Health care pay plan did not cut deaths

Globe Staff

  April 02, 2012

Excerpts from the Globe’s health care blog.

A Medicare pilot program that paid hospitals more if they consistently administered certain medications and vaccinations, provided appropriate counseling for people with heart conditions, or hit other quality targets did not reduce the number of patients who died within 30 days of admission to the hospital, a study published online by the New England Journal of Medicine found.

The results are sobering, the authors wrote. The program served as a model for a major national initiative being rolled out this year.

Such pay-for-performance programs have been central in efforts to change how health care is paid for, shifting from a system that pays doctors for each test or treatment to one that rewards them for keeping their patients healthy.

These kinds of incentives are the right path forward, but the formula needs tweaking, said Dr. Ashish Jha, associate professor of health policy at Harvard School of Public Health and lead author of the study.

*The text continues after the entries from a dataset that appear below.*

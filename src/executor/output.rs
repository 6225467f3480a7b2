use std::sync::Arc;

use parking_lot::Mutex;

/// Destination for text the target prints.
pub trait OutputSink: Send + Sync {
    fn write_str(&self, text: &str);
}

/// Append/read buffer capturing a target's output. Clones share the buffer.
#[derive(Debug, Clone, Default)]
pub struct OutputBuffer {
    inner: Arc<Mutex<String>>,
}

impl OutputBuffer {
    pub fn new() -> Self {
        Self::default()
    }

    pub fn contents(&self) -> String {
        self.inner.lock().clone()
    }
}

impl OutputSink for OutputBuffer {
    fn write_str(&self, text: &str) {
        self.inner.lock().push_str(text);
    }
}
use yew::prelude::*;

/// Alcance de uma exclusão ou edição de despesa recorrente.
#[derive(Clone, Copy, PartialEq, Eq, Debug)]
pub enum Escopo {
    Uma,
    Futuras,
}

impl Escopo {
    pub fn as_str(self) -> &'static str {
        match self {
            Escopo::Uma => "one",
            Escopo::Futuras => "future",
        }
    }
}

#[derive(Clone, PartialEq)]
pub struct Opcao {
    pub rotulo: &'static str,
    pub classe: &'static str,
    pub escopo: Option<Escopo>,
}

pub fn opcoes_exclusao() -> Vec<Opcao> {
    vec![
        Opcao {
            rotulo: "Apenas Esta",
            classe: "bg-red-600 hover:bg-red-500 text-white",
            escopo: Some(Escopo::Uma),
        },
        Opcao {
            rotulo: "Esta e as Próximas",
            classe: "bg-orange-600 hover:bg-orange-500 text-white",
            escopo: Some(Escopo::Futuras),
        },
        Opcao {
            rotulo: "Cancelar",
            classe: "bg-gray-600 hover:bg-gray-500 text-white",
            escopo: None,
        },
    ]
}

pub fn opcoes_edicao() -> Vec<Opcao> {
    vec![
        Opcao {
            rotulo: "Apenas nesta competência",
            classe: "bg-blue-600 hover:bg-blue-500 text-white",
            escopo: Some(Escopo::Uma),
        },
        Opcao {
            rotulo: "Nesta e nas próximas",
            classe: "bg-yellow-600 hover:bg-yellow-500 text-white",
            escopo: Some(Escopo::Futuras),
        },
        Opcao {
            rotulo: "Cancelar",
            classe: "bg-gray-600 hover:bg-gray-500 text-white",
            escopo: None,
        },
    ]
}

#[derive(Properties, PartialEq)]
pub struct ConfirmDialogProps {
    pub mensagem: AttrValue,
    #[prop_or(AttrValue::Static("Confirmar"))]
    pub rotulo_confirmar: AttrValue,
    pub on_close: Callback<bool>,
}

#[function_component(ConfirmDialog)]
pub fn confirm_dialog(props: &ConfirmDialogProps) -> Html {
    let confirmar = {
        let on_close = props.on_close.clone();
        Callback::from(move |_| on_close.emit(true))
    };
    let cancelar = {
        let on_close = props.on_close.clone();
        Callback::from(move |_| on_close.emit(false))
    };

    html! {
        <div class="fixed inset-0 z-50 flex items-center justify-center bg-black/50">
            <div class="w-full max-w-sm bg-white rounded-xl shadow-lg p-6 mx-4">
                <p class="text-sm text-gray-700">{ props.mensagem.clone() }</p>
                <div class="mt-6 flex justify-end gap-3">
                    <button onclick={cancelar} class="px-4 py-2 rounded-lg text-sm font-bold bg-gray-600 hover:bg-gray-500 text-white">
                        {"Cancelar"}
                    </button>
                    <button onclick={confirmar} class="px-4 py-2 rounded-lg text-sm font-bold bg-red-600 hover:bg-red-500 text-white">
                        { props.rotulo_confirmar.clone() }
                    </button>
                </div>
            </div>
        </div>
    }
}

#[derive(Properties, PartialEq)]
pub struct OptionDialogProps {
    pub titulo: AttrValue,
    pub mensagem: AttrValue,
    pub opcoes: Vec<Opcao>,
    pub on_close: Callback<Option<Escopo>>,
}

#[function_component(OptionDialog)]
pub fn option_dialog(props: &OptionDialogProps) -> Html {
    html! {
        <div class="fixed inset-0 z-50 flex items-center justify-center bg-black/50">
            <div class="w-full max-w-sm bg-white rounded-xl shadow-lg p-6 mx-4">
                <h3 class="text-base font-bold text-gray-900">{ props.titulo.clone() }</h3>
                <p class="mt-2 text-sm text-gray-700">{ props.mensagem.clone() }</p>
                <div class="mt-6 flex flex-col gap-2">
                    { for props.opcoes.iter().map(|opcao| {
                        let on_close = props.on_close.clone();
                        let escopo = opcao.escopo;
                        let classe = format!("w-full px-4 py-2 rounded-lg text-sm font-bold {}", opcao.classe);
                        html! {
                            <button class={classe} onclick={Callback::from(move |_| on_close.emit(escopo))}>
                                { opcao.rotulo }
                            </button>
                        }
                    }) }
                </div>
            </div>
        </div>
    }
}

#[cfg(test)]
mod tests {
    use super::*;

    #[test]
    fn escopo_no_formato_do_servidor() {
        assert_eq!(Escopo::Uma.as_str(), "one");
        assert_eq!(Escopo::Futuras.as_str(), "future");
    }

    #[test]
    fn exclusao_oferece_uma_futuras_e_cancelar() {
        let opcoes = opcoes_exclusao();
        assert_eq!(opcoes.len(), 3);
        assert_eq!(opcoes[0].escopo, Some(Escopo::Uma));
        assert_eq!(opcoes[1].escopo, Some(Escopo::Futuras));
        assert_eq!(opcoes[2].escopo, None);
        assert_eq!(opcoes[2].rotulo, "Cancelar");
    }

    #[test]
    fn edicao_mapeia_competencias_para_os_mesmos_escopos() {
        let opcoes = opcoes_edicao();
        assert_eq!(opcoes[0].escopo.map(Escopo::as_str), Some("one"));
        assert_eq!(opcoes[1].escopo.map(Escopo::as_str), Some("future"));
        assert_eq!(opcoes[2].escopo, None);
    }
}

“The question is, what do you pay for?’’ he said. “What are the performance measures? That part we haven’t figured out. . . . We have not come up with the right set of metrics to focus on.’’

The study looked at mortality rates among more than 6 million patients treated over six years at 252 hospitals involved in the Premier Hospital Quality Incentive Demonstration.

The mortality rates were compared with those at thousands of other hospitals that publicly reported performance on the same measures but were not part of the payment program. The authors found that deaths declined in both groups but at similar rates.

Participation in the Premier program improved process measures at Springfield-based Baystate Health, and that was the central focus of the program, not outcomes, said Dr. Evan Benjamin, chief quality officer.

Baystate, one of three Massachusetts hospitals that participated, did see a drop in deaths from heart attacks during the program, he said.

The national program and the Premier program are not identical. But, starting this fall, the Centers for Medicare & Medicaid Services will use 13 measures to determine distribution of about 1 percent of hospital payments. Many were taken from the Premier program.

The federal agency has acknowledged that the system is a work in progress.

“I think we would all be surprised if they hit the perfect design and formula the first time out of the gate,’’ said David Smith, senior director for data analysis and research at the Massachusetts Hospital Association.